Skip to content

    Request Contexts

    Request Contexts span the execution of multiple events on (different) services. They provide a common context to these events, by providing user or tenant information or access to headers or query parameter.



    When events are processed on services Event Context objects are used to store information related to a specific event. However when processing an HTTP request in a protocol adapter or receiving an asynchronous event from a messaging system not only a single event is triggered. Other services, like the Persistence Service or additional technical services might be involved in processing. All of these services and their event handler need access to certain overarching metadata, such as user information, the selected locale, the tenant or headers and query parameters.

    The CAP Java SDK manages and exposes this kind of information by means of RequestContext instances. They define a scope that is typically determined by the context of a single HTTP request. The active Request Context can be accessed from the Event Context. However those two are managed independently, as Event Contexts are passed along event handlers, while Request Contexts are maintained as thread-locals.

    Inside an event handler it is guaranteed that a Request Context is available. How to access the exposed information is described in detail in Reading Request Contexts.

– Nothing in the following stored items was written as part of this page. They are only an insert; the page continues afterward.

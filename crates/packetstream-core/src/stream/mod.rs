//! Packet stream decoding.
//!
//! The stream is a big-endian `u16` packet count followed by that many
//! `(length field, payload)` pairs; each payload is read as big-endian `u32`
//! words with any trailing partial word discarded.
//!
//! The module follows a layered structure:
//! - `layout`: field offsets and widths (source of truth)
//! - `reader`: bounds-checked cursor reads
//! - `length`: length field interpretation
//! - `parser`: domain-level decoding (no direct byte indexing)
//! - `error`: explicit, actionable errors
//!
//! Parsing is pure: no I/O, no state outside the call's own cursor.

pub mod error;
pub mod layout;
pub mod length;
pub mod options;
pub mod packet;
pub mod parser;
pub(crate) mod reader;

pub use error::DecodeError;
pub use length::LengthEncoding;
pub use options::DecodeOptions;
pub use packet::{DecodedStream, Packet};
pub use parser::{PacketStream, decode, decode_with};
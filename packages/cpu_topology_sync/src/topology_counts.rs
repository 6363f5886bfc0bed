/// Core and thread counts as reported by the privileged counter register (`MSR_CORE_THREAD_COUNT`).
///
/// On hybrid processors the thread count is the number of logical processors the firmware
/// exposes, while the core count counts every efficiency-core pair as two cores.
#[derive(Clone, Copy, Debug, Eq, Hash, PartialEq)]
pub struct TopologyCounts {
    thread_count: u16,
    core_count: u16,
}

impl TopologyCounts {
    /// Counts as given.
    #[must_use]
    pub const fn new(thread_count: u16, core_count: u16) -> Self {
        Self {
            thread_count,
            core_count,
        }
    }

    /// Decodes the register value: bits 15:0 hold the thread count, bits 31:16 the core count.
    /// Higher bits are reserved and ignored.
    #[must_use]
    #[expect(
        clippy::cast_possible_truncation,
        reason = "each field is masked to 16 bits first"
    )]
    pub const fn from_register_value(value: u64) -> Self {
        Self {
            thread_count: (value & 0xFFFF) as u16,
            core_count: ((value >> 16) & 0xFFFF) as u16,
        }
    }

    /// Logical thread count.
    #[must_use]
    pub const fn thread_count(&self) -> u16 {
        self.thread_count
    }

    /// Core count.
    #[must_use]
    pub const fn core_count(&self) -> u16 {
        self.core_count
    }
}

/// Where the efficiency cores start and how many there are, derived from [`TopologyCounts`].
///
/// Only exists when the counters describe a hybrid topology that needs correction.
#[derive(Clone, Copy, Debug, Eq, Hash, PartialEq)]
pub struct HybridDecision {
    efficient_core_count: u32,
    efficient_core_start: u32,
}

impl HybridDecision {
    /// Classifies the counters, returning `None` if no correction applies:
    ///
    /// * equal counts mean simultaneous multithreading is disabled;
    /// * `2 * cores <= threads` means the efficiency cores are disabled;
    /// * fewer threads than cores is not a topology this correction understands.
    #[must_use]
    pub fn classify(counts: TopologyCounts) -> Option<Self> {
        let threads = u32::from(counts.thread_count);
        let cores = u32::from(counts.core_count);

        if threads <= cores {
            return None;
        }

        // Cannot overflow, both values come from 16-bit fields.
        let doubled_cores = cores.checked_mul(2)?;

        // Threads are strictly between cores and 2 * cores from here on, so both
        // subtractions stay positive.
        let efficient_core_count = doubled_cores.checked_sub(threads).filter(|&c| c > 0)?;
        let efficient_core_start = threads.checked_sub(efficient_core_count)?;

        Some(Self {
            efficient_core_count,
            efficient_core_start,
        })
    }

    /// Number of efficiency cores, each of which needs one synthetic sibling.
    #[must_use]
    pub const fn efficient_core_count(&self) -> u32 {
        self.efficient_core_count
    }

    /// Running processor count past which registrations belong to efficiency cores.
    #[must_use]
    pub const fn efficient_core_start(&self) -> u32 {
        self.efficient_core_start
    }
}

    Usually, the protocol adapter opens a single Request Context that makes the request’s parameters available to CAP services used during request processing. In contrast an OData $batch request sequentially opens different Request Contexts with divergent parameters for the different requests inside the batch. In general, it’s possible to explicitly define (nested) Request Contexts and control their scope of validity. All events triggered within the same context also share the same parameters. This is described in detail in Defining Request Contexts.

    How to propagate Request Context instances to several threads is explained in Passing Request Contexts to Threads, and Registering Global Parameter Providers shows how you can influence or even override the standard way of retrieving the parameters from the request.

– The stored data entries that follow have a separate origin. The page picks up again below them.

use tracing::level_filters::LevelFilter;

/// Boot argument that enables verbose logging for this crate only.
pub const VERBOSE_FLAG: &str = "-ctsdbg";

/// Boot argument that enables verbose logging for every plugin of the hosting framework.
pub const VERBOSE_ALL_FLAG: &str = "-liludbgall";

/// Boot argument key whose value is the delay after each log message, in microseconds.
pub const PRINT_DELAY_KEY: &str = "liludelay";

/// Logging options taken from the kernel boot arguments.
///
/// These are the only user-facing knobs. They are consumed by whoever installs the `tracing`
/// subscriber; topology correction itself behaves the same regardless.
#[derive(Clone, Copy, Debug, Default, Eq, PartialEq)]
pub struct DebugOptions {
    verbose: bool,
    print_delay_micros: u32,
}

impl DebugOptions {
    /// Parses a whitespace-separated boot argument string such as
    /// `"keepsyms=1 -ctsdbg liludelay=1000"`.
    ///
    /// Unknown arguments are ignored, as is a print delay that is not a `u32`.
    #[must_use]
    pub fn from_boot_args(boot_args: &str) -> Self {
        let mut options = Self::default();

        for argument in boot_args.split_ascii_whitespace() {
            match argument.split_once('=') {
                None if argument == VERBOSE_FLAG || argument == VERBOSE_ALL_FLAG => {
                    options.verbose = true;
                }
                Some((PRINT_DELAY_KEY, value)) => match value.parse() {
                    Ok(delay) => options.print_delay_micros = delay,
                    Err(error) => {
                        tracing::warn!(value, %error, "ignoring malformed print delay");
                    }
                },
                _ => {}
            }
        }

        options
    }

    /// Whether verbose (debug-level) logging was requested.
    #[must_use]
    pub const fn is_verbose(&self) -> bool {
        self.verbose
    }

    /// How long to pause after each log message, in microseconds.
    #[must_use]
    pub const fn print_delay_micros(&self) -> u32 {
        self.print_delay_micros
    }

    /// The most verbose level the subscriber should record.
    #[must_use]
    pub const fn max_level(&self) -> LevelFilter {
        if self.verbose {
            LevelFilter::DEBUG
        } else {
            LevelFilter::INFO
        }
    }
}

    Reading Request Contexts

    The Request Context provides information about the request’s parameters as well as the current user:

    • UserInfo: Exposes an API to fetch data of the (authenticated) user such as the logon name, id, CAP roles, and the tenant.
    • ParameterInfo: Exposes an API to retrieve additional request data such as header values, query parameters, and the locale.
    • AuthenticationInfo: Exposes an API to retrieve the authentication claims according to the authentication strategy. Can be used for user propagation.
    • FeatureTogglesInfo: Exposes an API to retrieve activated feature toggles of the request.

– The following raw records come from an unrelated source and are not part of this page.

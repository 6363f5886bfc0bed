use core::ffi::CStr;
use core::ptr;

use x86_64::registers::model_specific::Msr;

use crate::EntryPoint;
use crate::pal::{
    MSR_CORE_THREAD_COUNT, PE_boot_args, Platform, RegisterProcessorFn, ml_processor_register,
    real_ncpus,
};

/// The XNU kernel on x86-64, accessed through the symbols it exports to extensions.
///
/// You would only use a different platform in unit tests that need to use a mock platform.
#[derive(Debug)]
pub(crate) struct BuildTargetPlatform;

/// Singleton instance of `BuildTargetPlatform`, used by public API types
/// to hook up to the correct PAL implementation.
pub(crate) static BUILD_TARGET_PLATFORM: BuildTargetPlatform = BuildTargetPlatform;

// Kernel bindings are excluded from coverage measurement because they can only run inside
// the kernel, which unit tests never do.
#[cfg_attr(coverage_nightly, coverage(off))]
impl Platform for BuildTargetPlatform {
    fn read_core_thread_count(&self) -> u64 {
        // SAFETY: The register exists on every processor that runs this kernel, and reading
        // it has no side effects. The extension runs in ring 0.
        unsafe { Msr::new(MSR_CORE_THREAD_COUNT).read() }
    }

    fn running_processor_count(&self) -> u32 {
        // The kernel updates this behind our back, so always read it fresh.
        // SAFETY: The symbol is a plain u32 that lives for the kernel's lifetime.
        unsafe { ptr::read_volatile(&raw const real_ncpus) }
    }

    fn registration_entry_point(&self) -> Option<EntryPoint> {
        let routine: RegisterProcessorFn = ml_processor_register;

        #[expect(
            clippy::fn_to_numeric_cast_any,
            reason = "the interception registry works with raw addresses"
        )]
        let address = routine as usize;

        EntryPoint::from_address(address)
    }

    fn boot_args(&self) -> Option<&'static str> {
        // SAFETY: No safety requirements.
        let boot_args = unsafe { PE_boot_args() };

        if boot_args.is_null() {
            return None;
        }

        // SAFETY: The kernel keeps the boot argument string, NUL-terminated, for its lifetime
        // and never modifies it after early boot.
        let boot_args = unsafe { CStr::from_ptr(boot_args) };

        boot_args.to_str().ok()
    }
}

    You can get instances from the Event Context:

    @Before(event = CqnService.EVENT_READ)
    public void beforeRead(CdsReadEventContext context) {
        UserInfo userInfo = context.getUserInfo();
        boolean isAuthenticated = userInfo.isAuthenticated();
        ParameterInfo parameterInfo = context.getParameterInfo();
        Instant validFrom = parameterInfo.getValidFrom();
        // OAuth2 authentication provided:
        AuthenticationInfo authInfo = context.getAuthenticationInfo();
        JwtTokenAuthenticationInfo jwtTokenInfo =; 
        String jwtToken = jwtTokenInfo.getToken();
        FeatureTogglesInfo ftsInfo = context.getFeatureTogglesInfo();
        if (ftsInfo.isEnabled("experimental")) {
          // ...
        // ...

    When running in Spring, you can also use Dependency Injection:

    UserInfo userInfo;
    ParameterInfo parameterInfo;
    AuthenticationInfo authInfo;
    FeatureTogglesInfo ftsInfo;
    @Before(event = CqnService.EVENT_READ)
    public void beforeRead() {
        boolean isAuthenticated = userInfo.isAuthenticated();
        Instant validFrom = parameterInfo.getValidFrom();
        // ...

    UserInfo reflects the minimal API, which is required by generic CAP handlers (for example, for authorization). Depending on the configured authentication strategy, a lot more useful information might be presented in the user claim. For instance, XSUAA users additionally bear email, given, and family name etc. You can retrieve these properties with userInfo.getAdditionalAttribute("<property-name>"). To establish type-safe access, additional attributes may also be accessed via custom extensions of UserInfo. To map XSUAA users, interface XsuaaUserInfo is available by default. You can create XsuaaUserInfo instances either by calling or by Spring injection:

    XsuaaUserInfo xsuaaUserInfo;
    @Before(event = CqnService.EVENT_READ)
    public void beforeRead() {
    	boolean isAuthenticated = xsuaaUserInfo.isAuthenticated();
    	String email = xsuaaUserInfo.getEmail();
    	String givenName = xsuaaUserInfo.getGivenName();
    	String familyName = xsuaaUserInfo.getFamilyName();
        // ...

    The same functionality is provided for arbitrary custom interfaces, which are extensions of UserInfo.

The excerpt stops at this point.